The only point made here is that grammar needs to be taught. Somewhere. Anywhere?!
There is a saying that “a drunk man’s words are a sober man’s thoughts.” In this case it shows that a drunk man’s insane is a sober man’s lobbyist.
Also, I would like to point out that his affable fella’ has his dates wrong. Like many folk dealing with retardation he thinks that it is closer to 2000 than 2010. Alas, he is wrong, and the prohibition inspired system we have is now closer to 80 years old (one can find this in Thomas Pinney’s excellent book on the American wine industry, or, perhaps through a look at Wikipedia (gasp!)).
Like many things that are old and/or dead, such as Senator Byrd, the Model T, and the Spears family sense of propriety (it must have died at least a few generations ago), the current “system” of wine distribution is a terrible relic barely kept in check by a poorly woven morass of legal state-federal clusterfucking.
God forbid that people actually interact with the folks making the wine.
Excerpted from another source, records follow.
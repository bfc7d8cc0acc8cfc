use snappy_compression::framed::{compress_frame, decompress_frame, FrameReader, FrameWriter};
use rand::prelude::*;
use std::io::{Cursor, Read, Write};

/// A reader that hands out at most `cap` bytes per call, to exercise the
/// chunk reassembly paths.
struct DribbleReader<R> {
    inner: R,
    cap: usize,
}

impl<R: Read> Read for DribbleReader<R> {
    fn read(&mut self, buf: &mut [u8]) -> std::io::Result<usize> {
        let n = self.cap.min(buf.len());
        self.inner.read(&mut buf[..n])
    }
}

fn mixed_data(len: usize) -> Vec<u8> {
    let mut rng = StdRng::seed_from_u64(0x5eed);
    let mut data = vec![0u8; len];
    // half random, half repetitive, so both chunk representations show up
    rng.fill(&mut data[..len / 2]);
    for (i, slot) in data[len / 2..].iter_mut().enumerate() {
        *slot = (i % 64) as u8;
    }
    data
}

#[test]
fn bulk_round_trip() {
    let data = mixed_data(1_000_000);
    let mut stream = Vec::new();
    compress_frame(Cursor::new(&data), &mut stream).unwrap();
    assert_eq!(decompress_frame(Cursor::new(&stream)).unwrap(), data);
}

#[test]
fn randomly_chunked_writes_round_trip() {
    let data = mixed_data(400_000);
    let mut rng = StdRng::seed_from_u64(42);

    let mut writer = FrameWriter::new(Vec::new());
    let mut at = 0;
    while at < data.len() {
        let n = rng.gen_range(1, 100).min(data.len() - at);
        writer.write_all(&data[at..at + n]).unwrap();
        at += n;
    }
    let stream = writer.finish().unwrap();

    assert_eq!(decompress_frame(Cursor::new(&stream)).unwrap(), data);
}

#[test]
fn randomly_chunked_reads_round_trip() {
    let data = mixed_data(400_000);
    let mut stream = Vec::new();
    compress_frame(Cursor::new(&data), &mut stream).unwrap();

    let mut rng = StdRng::seed_from_u64(43);
    let mut reader = FrameReader::new(Cursor::new(&stream)).into_read();
    let mut decoded = Vec::new();
    let mut buf = [0u8; 100];
    loop {
        let n = rng.gen_range(1, buf.len());
        let got = reader.read(&mut buf[..n]).unwrap();
        if got == 0 {
            break;
        }
        decoded.extend_from_slice(&buf[..got]);
    }
    assert_eq!(decoded, data);
}

#[test]
fn single_byte_writes_match_bulk_output() {
    let data = mixed_data(200_000);

    let mut bulk = FrameWriter::new(Vec::new());
    bulk.write_all(&data).unwrap();
    let bulk_stream = bulk.finish().unwrap();

    let mut dribble = FrameWriter::new(Vec::new());
    for &byte in &data {
        dribble.write_all(&[byte]).unwrap();
    }
    let dribble_stream = dribble.finish().unwrap();

    assert_eq!(bulk_stream, dribble_stream);
}

#[test]
fn single_byte_underlying_reads_work() {
    let data = mixed_data(150_000);
    let mut stream = Vec::new();
    compress_frame(Cursor::new(&data), &mut stream).unwrap();

    let dribble = DribbleReader { inner: Cursor::new(&stream), cap: 1 };
    assert_eq!(decompress_frame(dribble).unwrap(), data);
}

#[test]
fn flush_boundaries_do_not_change_the_content() {
    let data = mixed_data(300_000);
    let mut rng = StdRng::seed_from_u64(44);

    let mut writer = FrameWriter::new(Vec::new());
    let mut at = 0;
    while at < data.len() {
        let n = rng.gen_range(1, 50_000).min(data.len() - at);
        writer.write_all(&data[at..at + n]).unwrap();
        if rng.gen_bool(0.3) {
            writer.flush().unwrap();
        }
        at += n;
    }
    let stream = writer.finish().unwrap();

    assert_eq!(decompress_frame(Cursor::new(&stream)).unwrap(), data);
}

#[test]
fn ten_megabytes_of_noise_survive_tiny_writes() {
    let mut rng = StdRng::seed_from_u64(0xdead_beef);
    let mut data = vec![0u8; 10 << 20];
    rng.fill(&mut data[..]);

    let mut writer = FrameWriter::new(Vec::new());
    let mut at = 0;
    while at < data.len() {
        let n = rng.gen_range(1, 100).min(data.len() - at);
        writer.write_all(&data[at..at + n]).unwrap();
        at += n;
    }
    let stream = writer.finish().unwrap();

    assert_eq!(decompress_frame(Cursor::new(&stream)).unwrap(), data);
}

#[test]
fn corrupting_any_payload_byte_is_detected() {
    // random bytes end up in an uncompressed chunk, where the payload is the
    // checksummed data itself, so every single flip must trip the CRC
    let mut rng = StdRng::seed_from_u64(45);
    let mut data = vec![0u8; 4_096];
    rng.fill(&mut data[..]);

    let mut stream = Vec::new();
    compress_frame(Cursor::new(&data), &mut stream).unwrap();

    // the first 14 bytes are the identifier plus the first chunk header;
    // everything after that is crc and payload
    for _ in 0..64 {
        let at = rng.gen_range(14, stream.len());
        let bit = rng.gen_range(0, 8);
        let mut corrupted = stream.clone();
        corrupted[at] ^= 1 << bit;
        assert!(
            decompress_frame(Cursor::new(&corrupted)).is_err(),
            "flip at byte {} bit {} went undetected",
            at,
            bit
        );
    }
}
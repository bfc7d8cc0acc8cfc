//! The Snappy framed stream format.
//!
//! A stream is a fixed identifier chunk followed by any number of data
//! chunks, each at most 64 KiB of payload plus a masked CRC32C of the
//! uncompressed bytes. The format is self-terminating per chunk, so streams
//! can be concatenated back to back and read incrementally.
//!
//! Framing is what you want in practice: it adds corruption detection and a
//! per-chunk fallback to uncompressed storage, so the output is never much
//! larger than the input.

mod compress;
mod decompress;

#[cfg(feature = "async")]
mod async_io;

/// The ten magic bytes at the start of every stream: an identifier chunk
/// whose payload spells out the format name.
pub const STREAM_IDENTIFIER: &[u8] = b"\xff\x06\x00\x00sNaPpY";

/// The payload of the identifier chunk.
pub(crate) const STREAM_BODY: &[u8] = b"sNaPpY";

/// Data chunks carry at most this many uncompressed bytes.
pub const MAX_CHUNK_INPUT: usize = 64 * 1024;

/// 1-byte chunk type plus 3-byte little-endian payload length.
pub(crate) const CHUNK_HEADER_SIZE: usize = 4;

/// A data chunk's payload starts with its 4-byte masked checksum.
pub(crate) const CHUNK_CRC_SIZE: usize = 4;

/// The largest payload length a data chunk may declare: checksum plus 64 KiB.
pub(crate) const MAX_DATA_CHUNK_LEN: usize = CHUNK_CRC_SIZE + MAX_CHUNK_INPUT;

/// The chunk types this crate knows by name.
///
/// Everything else is reserved: `0x02..=0x7f` must abort decoding,
/// `0x80..=0xfd` must be skipped.
#[derive(Clone, Copy, Debug, Eq, PartialEq)]
pub(crate) enum ChunkType {
    Compressed = 0x00,
    Uncompressed = 0x01,
    Padding = 0xfe,
    StreamIdentifier = 0xff,
}

impl ChunkType {
    pub(crate) fn from_u8(byte: u8) -> Result<ChunkType, u8> {
        match byte {
            0x00 => Ok(ChunkType::Compressed),
            0x01 => Ok(ChunkType::Uncompressed),
            0xfe => Ok(ChunkType::Padding),
            0xff => Ok(ChunkType::StreamIdentifier),
            other => Err(other),
        }
    }
}

pub use compress::*;
pub use decompress::*;

#[cfg(feature = "async")]
pub use async_io::*;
There is something nice as a winemaker knowing that I could put something into a package, send it off knowing how it is to be shipped, and know that the product consumed on the other end of the line is how I intended it to be and that, hopefully, is how someone will enjoy it. If they ordered from the winery, they know exactly where to go if they did or did not enjoy it. Plus, both the price and profit has the potential to be better for the consumer and the winemaker.